We started to design such system but on HBase. We used GZip compression and achieved 0.8 compression rate (we store 2 quality fields that might explain the difference).
About the readme I have a question:
This saves space in two ways:
No need to repeatedly store metric IDs for each entry The relative offset is only 4 bytes, while timestamps are 8 bytes
I know much better HBase than Cassandra, but they should be pretty similar: for each column the rowkey is written again and again. Not one rowkey for many columns.
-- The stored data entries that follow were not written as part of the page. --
//! Integration tests for the page transform operators.

mod common;

use common::{classic_pdf, labelled, numbered, page_texts, reparse};
use pdf_engine::ops::{self, CompressOptions, Layer, PageSelection, TextInsertion, WatermarkConfig};
use pdf_engine::page_tree;
use pdf_engine::progress::{CancellationToken, Monitor};
use pdf_engine::{Document, Error, ErrorKind, Object};

mod restructuring {
    use super::*;

    #[test]
    fn test_split_then_merge_restores_order() {
        let doc = numbered(10);
        let parts = ops::split(&doc, &[3, 7], &Monitor::new()).unwrap();
        let sizes: Vec<usize> = parts.iter().map(|p| page_tree::page_count(p).unwrap()).collect();
        assert_eq!(sizes, vec![3, 4, 3]);

        let refs: Vec<_> = parts.iter().collect();
        let merged = ops::merge(&refs, &Monitor::new()).unwrap();
        assert_eq!(page_texts(&merged), page_texts(&doc));
        assert_eq!(page_texts(&reparse(&merged)), page_texts(&doc));
    }

    #[test]
    fn test_merge_then_split_at_boundary() {
        let a = labelled(&["a1", "a2"]);
        let b = labelled(&["b1", "b2", "b3"]);
        let merged = ops::merge(&[&a, &b], &Monitor::new()).unwrap();
        let parts = ops::split(&merged, &[2], &Monitor::new()).unwrap();
        assert_eq!(parts.len(), 2);
        assert_eq!(page_texts(&parts[0]), page_texts(&a));
        assert_eq!(page_texts(&parts[1]), page_texts(&b));
    }

    #[test]
    fn test_merge_keeps_duplicates() {
        let a = labelled(&["alpha"]);
        let merged = ops::merge(&[&a, &a], &Monitor::new()).unwrap();
        assert_eq!(page_texts(&merged), vec!["alpha", "alpha"]);
    }

    #[test]
    fn test_extract_selection() {
        let doc = numbered(10);
        let selection = PageSelection::parse("1,3-5,8", 10).unwrap();
        let indices = selection.indices(10).unwrap();
        let out = ops::extract_pages(&doc, &indices, &Monitor::new()).unwrap();
        assert_eq!(page_texts(&out), vec!["Page 1", "Page 3", "Page 4", "Page 5", "Page 8"]);
    }

    #[test]
    fn test_delete_first_page() {
        let mut doc = numbered(10);
        ops::delete_pages(&mut doc, &[0], &Monitor::new()).unwrap();
        let texts = page_texts(&doc);
        assert_eq!(texts.len(), 9);
        assert_eq!(texts[0], "Page 2");
        assert_eq!(page_texts(&reparse(&doc)), texts);
    }

    #[test]
    fn test_delete_every_page_rejected_and_untouched() {
        let mut doc = numbered(2);
        let err = ops::delete_pages(&mut doc, &[0, 1], &Monitor::new()).unwrap_err();
        assert!(matches!(err, Error::InvalidPageRange(_)));
        assert_eq!(page_texts(&doc), vec!["Page 1", "Page 2"]);
    }

    #[test]
    fn test_split_rejects_bad_boundaries() {
        let doc = numbered(4);
        assert!(ops::split(&doc, &[0], &Monitor::new()).is_err());
        assert!(ops::split(&doc, &[2, 2], &Monitor::new()).is_err());
        assert!(ops::split(&doc, &[4], &Monitor::new()).is_err());
    }

    #[test]
    fn test_cancelled_merge() {
        let doc = numbered(3);
        let token = CancellationToken::new();
        token.cancel();
        let monitor = Monitor::new().with_token(token);
        let err = ops::merge(&[&doc], &monitor).unwrap_err();
        assert_eq!(err.kind(), ErrorKind::Cancelled);
    }
}

mod content_edits {
    use super::*;

    /// One page whose `/Contents` points at an array of two streams.
    fn indirect_contents(trailer_extra: &str) -> Vec<u8> {
        classic_pdf(
            &[
                "<< /Type /Catalog /Pages 2 0 R >>",
                "<< /Type /Pages /Kids [3 0 R] /Count 1 >>",
                "<< /Type /Page /Parent 2 0 R /MediaBox [0 0 612 792] /Contents 4 0 R >>",
                "[5 0 R 6 0 R]",
                "<< /Length 15 >>\nstream\nBT (Head) Tj ET\nendstream",
                "<< /Length 15 >>\nstream\nBT (Tail) Tj ET\nendstream",
            ],
            trailer_extra,
        )
    }

    #[test]
    fn test_watermark_keeps_indirect_contents_array() {
        let mut doc = Document::parse(&indirect_contents("")).unwrap();
        let before = &page_texts(&doc)[0];
        assert!(before.contains("Head") && before.contains("Tail"));
        ops::watermark(&mut doc, &WatermarkConfig::new("DRAFT"), &PageSelection::All, &Monitor::new()).unwrap();

        let text = &page_texts(&reparse(&doc))[0];
        let (head, tail, mark) = (text.find("Head"), text.find("Tail"), text.find("DRAFT"));
        assert!(head.is_some() && tail.is_some() && mark.is_some(), "{:?}", text);
        assert!(head < tail && tail < mark, "{:?}", text);
    }

    #[test]
    fn test_insert_text_keeps_indirect_contents_array() {
        let mut doc = Document::parse(&indirect_contents("")).unwrap();
        ops::insert_text(&mut doc, 0, &TextInsertion::new("note", 72.0, 72.0)).unwrap();
        let text = &page_texts(&reparse(&doc))[0];
        assert!(text.contains("Head") && text.contains("Tail") && text.contains("note"), "{:?}", text);
    }

    #[test]
    fn test_edit_after_oversized_trailer_size() {
        let data = String::from_utf8(indirect_contents(""))
            .unwrap()
            .replace("/Size 7 ", "/Size 4294967295 ");
        let mut doc = Document::parse(data.as_bytes()).unwrap();
        ops::insert_text(&mut doc, 0, &TextInsertion::new("note", 72.0, 72.0)).unwrap();
        assert!(doc.next_object_number() <= pdf_engine::document::MAX_OBJECT_NUMBER);
        assert!(page_texts(&reparse(&doc))[0].contains("note"));
    }

    #[test]
    fn test_rotate_selected_pages() {
        let mut doc = numbered(3);
        let selection = PageSelection::Pages(vec![1]);
        ops::rotate(&mut doc, &selection, -90, &Monitor::new()).unwrap();
        let refs = page_tree::page_refs(&doc).unwrap();
        assert_eq!(page_tree::rotation(&doc, refs[0]).unwrap(), 0);
        assert_eq!(page_tree::rotation(&doc, refs[1]).unwrap(), 270);

        let err = ops::rotate(&mut doc, &PageSelection::All, 45, &Monitor::new()).unwrap_err();
        assert!(matches!(err, Error::InvalidRotation(45)));
    }

    #[test]
    fn test_watermark_adds_text_and_opacity() {
        let mut doc = numbered(2);
        let config = WatermarkConfig::new("DRAFT").with_opacity(0.25);
        ops::watermark(&mut doc, &config, &PageSelection::All, &Monitor::new()).unwrap();

        let reread = reparse(&doc);
        for (i, text) in page_texts(&reread).iter().enumerate() {
            assert!(text.contains(&format!("Page {}", i + 1)), "page {}: {:?}", i, text);
            assert!(text.contains("DRAFT"), "page {}: {:?}", i, text);
        }
        let has_gs = reread.iter().any(|(_, obj)| {
            obj.as_dict()
                .map_or(false, |d| d.get("ca") == Some(&Object::Real(0.25)))
        });
        assert!(has_gs);
    }

    #[test]
    fn test_background_watermark_precedes_content() {
        let mut doc = labelled(&["body"]);
        let config = WatermarkConfig::new("BACK").with_layer(Layer::Background);
        ops::watermark(&mut doc, &config, &PageSelection::All, &Monitor::new()).unwrap();
        let text = &page_texts(&doc)[0];
        let back = text.find("BACK").unwrap();
        let body = text.find("body").unwrap();
        assert!(back < body);
    }

    #[test]
    fn test_insert_text_on_page() {
        let mut doc = numbered(2);
        ops::insert_text(&mut doc, 1, &TextInsertion::new("note", 72.0, 72.0)).unwrap();
        let texts = page_texts(&reparse(&doc));
        assert_eq!(texts[0], "Page 1");
        assert!(texts[1].contains("note"));

        let err = ops::insert_text(&mut doc, 5, &TextInsertion::new("x", 0.0, 0.0)).unwrap_err();
        assert!(matches!(err, Error::PageOutOfRange { index: 5, .. }));
    }

    #[test]
    fn test_compress_keeps_text() {
        let mut doc = numbered(3);
        let stats = ops::compress(&mut doc, &CompressOptions::default(), &Monitor::new()).unwrap();
        assert!(stats.streams >= 3);
        assert_eq!(page_texts(&reparse(&doc)), vec!["Page 1", "Page 2", "Page 3"]);
    }
}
But I just checked a bit and it seems that you can use "COMPACT STORAGE" when creating the table to save the place as you said (not see in your create table statement). https://www.oreilly.com/ideas/apache-cassandra-for-analytics-a-performance-and-storage-analysis
Let me know if I missed something :-)
I believe most of this has been fixed since C* 3.0 (see http://www.datastax.com/2015/12/storage-engine-30 for details). I would have to check exactly how many bytes per point we currently use, but last time I checked it was better than whisper, which was our current requirement.
Double-delta encoding might help here, because it could drastically reduce the number of points we store (we could, for example, skip up to 5 points if the double-delta stays the same).
Currently our main limitation is really the number of mutations per seconds and the load this puts on Cassandra (currently limited at 70k/s per node).
Thanks for the feedback! Didn't know whisper before, we want to keep the same accuracy even 20 years in the past.
We don't use delta encoding but our pre processing send data only when there is a significant change in the values.
Seems HBase is also around the same number of mutations/s.
Does this mean that you interplate results if there is nothing in the database ? How do you deal with a client that would like to see the last 2-3 minutes of data ?
Depending on the sensors system we either repeat the same value or do a linear interpolation (as Data Historian do).
For now we don't have a real time workflow. Our industrial site buffers data and send them few times per hour as a file.
Ok, that's slightly easier in this case. Thanks for the details !